FLIPPING DEATH is about Penny, a young woman who fills in while Death takes a vacation. The environment is a 2-D-ish side-scroller with the world of the dead on one side and the world of the living on the other. You flip back and forth between the two sides to solve mysteries and help people.

The puzzle part of FLIPPING DEATH is clever but maybe a bit too obscure. I’ve played a lot of point-and-click puzzle adventures and usually there’s some sense to them – locks need keys, hidden objects need finding, devices need batteries, etc. But in FLIPPING DEATH, you do crazy things like painting a boat with a man’s tongue or making a seagull poop in a pot so an angry cook will shoot a meatball gun at a wiener dog.
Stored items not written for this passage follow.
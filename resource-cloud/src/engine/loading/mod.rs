//! Dataset and settings loading for the resource scene.
//!
//! Resolves the optional settings file, loads the CSV dataset through the
//! asset server, and publishes validated records as a new generation while
//! the fallback dataset keeps the scene populated.

/// Literal records shown whenever no other source has produced data.
pub mod fallback;

/// Loading progress flags driving the state transition to running.
pub mod progress;

/// Settings file polling with defaults on failure.
pub mod settings_loader;

/// CSV dataset request, load-state polling and publication.
///
/// Keeps the fallback dataset when the file is empty or fails to load.
pub mod dataset_loader;

/// Data source status shared by the overlay and the host page.
pub mod status;

/// Native CSV drag-and-drop onto the window.
#[cfg(not(target_arch = "wasm32"))]
pub mod file_drop;
//! API request and response DTOs.
//!
//! All external JSON is camelCase.

use chrono::{DateTime, Utc};
use serde::{Deserialize, Serialize};
use serde_json::Value;
use std::collections::HashMap;

use crate::core::job_run::{JobRun, JobRunStatus};
use crate::core::retry::RetryPolicy;
use crate::core::schedule::{Schedule, ScheduleStatus};
use crate::core::types::{GroupId, JobId, JobRunId, ScheduleId};

/// Body of `POST /api/v1/schedules`.
#[derive(Debug, Clone, Deserialize)]
#[serde(rename_all = "camelCase")]
pub struct CreateScheduleRequest {
    #[serde(default)]
    pub description: String,
    #[serde(default)]
    pub frequency: String,
    pub job: Option<JobConfigurationDto>,
    pub retry_policy: Option<RetryPolicyDto>,
    pub schedule_start: Option<DateTime<Utc>>,
    pub configuration: Option<ScheduleConfigurationDto>,
}

/// Job part of the create request.
#[derive(Debug, Clone, Deserialize)]
#[serde(rename_all = "camelCase")]
pub struct JobConfigurationDto {
    #[serde(default)]
    pub slug: String,
    pub data: Option<Value>,
}

/// Transport binding part of the create request.
#[derive(Debug, Clone, Deserialize)]
#[serde(rename_all = "camelCase")]
pub struct ScheduleConfigurationDto {
    #[serde(default)]
    pub transport_type: String,
    pub url: Option<String>,
}

/// Retry policy in wire form; strategy stays a string so validation owns
/// the rejection message.
#[derive(Debug, Clone, Serialize, Deserialize)]
#[serde(rename_all = "camelCase")]
pub struct RetryPolicyDto {
    pub strategy: String,
    pub count: u32,
    pub interval: String,
}

impl From<&RetryPolicy> for RetryPolicyDto {
    fn from(policy: &RetryPolicy) -> Self {
        Self {
            strategy: policy.strategy().as_str().to_string(),
            count: policy.count(),
            interval: policy.interval_str(),
        }
    }
}

/// Body of the create response.
#[derive(Debug, Serialize, Deserialize)]
pub struct CreateScheduleResponse {
    pub id: ScheduleId,
}

/// One schedule in the paged list.
#[derive(Debug, Serialize, Deserialize)]
#[serde(rename_all = "camelCase")]
pub struct ScheduleDto {
    pub id: ScheduleId,
    pub description: String,
    pub frequency: String,
    pub status: ScheduleStatus,
    pub last_execution_date: Option<DateTime<Utc>>,
    pub next_execution_date: Option<DateTime<Utc>>,
    pub job: JobDto,
}

/// Job summary in list and detail responses.
#[derive(Debug, Serialize, Deserialize)]
#[serde(rename_all = "camelCase")]
pub struct JobDto {
    pub id: JobId,
    pub slug: String,
    pub data: Option<Value>,
}

impl From<&Schedule> for ScheduleDto {
    fn from(schedule: &Schedule) -> Self {
        Self {
            id: schedule.id,
            description: schedule.description.clone(),
            frequency: schedule.frequency.expression().to_string(),
            status: schedule.status,
            last_execution_date: schedule.last_execution_date,
            next_execution_date: schedule.next_execution_date,
            job: JobDto {
                id: schedule.job.id,
                slug: schedule.job.slug.clone(),
                data: schedule.job.data.clone(),
            },
        }
    }
}

/// Detail response for one schedule, including its recent runs grouped by
/// retry group.
#[derive(Debug, Serialize, Deserialize)]
#[serde(rename_all = "camelCase")]
pub struct ScheduleDetailsDto {
    pub id: ScheduleId,
    pub group_id: GroupId,
    pub description: String,
    pub frequency: String,
    pub status: ScheduleStatus,
    pub retry_policy: Option<RetryPolicyDto>,
    pub last_execution_date: Option<DateTime<Utc>>,
    pub next_execution_date: Option<DateTime<Utc>>,
    pub job: JobDto,
    pub recent_job_runs: HashMap<GroupId, Vec<JobRunDto>>,
}

/// One job run in the detail response.
#[derive(Debug, Serialize, Deserialize)]
#[serde(rename_all = "camelCase")]
pub struct JobRunDto {
    pub id: JobRunId,
    pub status: JobRunStatus,
    pub reason: Option<String>,
    pub start_date: DateTime<Utc>,
    pub end_date: Option<DateTime<Utc>>,
}

impl From<&JobRun> for JobRunDto {
    fn from(run: &JobRun) -> Self {
        Self {
            id: run.id,
            status: run.status,
            reason: run.reason.clone(),
            start_date: run.start_date,
            end_date: run.end_date,
        }
    }
}

impl ScheduleDetailsDto {
    /// Assemble the detail DTO from a schedule and its recent runs.
    pub fn from_parts(schedule: &Schedule, recent_runs: &[JobRun]) -> Self {
        let mut recent_job_runs: HashMap<GroupId, Vec<JobRunDto>> = HashMap::new();
        for run in recent_runs {
            recent_job_runs
                .entry(run.group_id)
                .or_default()
                .push(JobRunDto::from(run));
        }

        Self {
            id: schedule.id,
            group_id: schedule.group_id,
            description: schedule.description.clone(),
            frequency: schedule.frequency.expression().to_string(),
            status: schedule.status,
            retry_policy: schedule.retry_policy.as_ref().map(RetryPolicyDto::from),
            last_execution_date: schedule.last_execution_date,
            next_execution_date: schedule.next_execution_date,
            job: JobDto {
                id: schedule.job.id,
                slug: schedule.job.slug.clone(),
                data: schedule.job.data.clone(),
            },
            recent_job_runs,
        }
    }
}
//! Injectable time source.
//!
//! Every timestamp the scheduler produces flows through a [`Clock`] so tests
//! can pin time. All produced instants are rounded down to whole seconds.

use chrono::{DateTime, DurationRound, TimeDelta, Utc};
use std::sync::Arc;

/// Shared time source. Production passes the wall clock, tests pass a fixed
/// or stepping closure.
pub type Clock = Arc<dyn Fn() -> DateTime<Utc> + Send + Sync>;

/// Wall-clock time source.
pub fn system_clock() -> Clock {
    Arc::new(Utc::now)
}

/// A clock that always returns the given instant.
pub fn fixed_clock(at: DateTime<Utc>) -> Clock {
    Arc::new(move || at)
}

/// Round an instant down to whole seconds.
pub fn round_to_seconds(t: DateTime<Utc>) -> DateTime<Utc> {
    t.duration_trunc(TimeDelta::seconds(1))
        .unwrap_or_else(|_| t.with_timezone(&Utc))
}

/// Read the clock and round to whole seconds.
pub fn now_rounded(clock: &Clock) -> DateTime<Utc> {
    round_to_seconds(clock())
}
Following a weird, Rube Goldberg-like chain of events might sound fun, but mostly it just felt like floundering around in frustration. There are hints available in the options menu but they aren’t very useful when clunky game controls get in the way. I’d have to do the same action twenty times to trigger a cutscene, with no idea why it worked the 20th time but not the previous nineteen. Which meant I spent nineteen tries thinking, “is this correct? am I supposed to be trying to hit a bowling ball with a tennis racket? why isn’t it working?”

I liked the humor, voice acting, music and art style, but FLIPPING DEATH also had a ton of platform jumping and timed races, which are not things I enjoy. So, this is one game I won’t be finishing.

FLIPPING DEATH came out in August 2018 and is available for PlayStation 4, Xbox One, Nintendo Switch and PC via Steam. It’s rated “T” for ages teen and up, due to crude humor, drug reference, fantasy violence, mild suggestive themes and use of alcohol.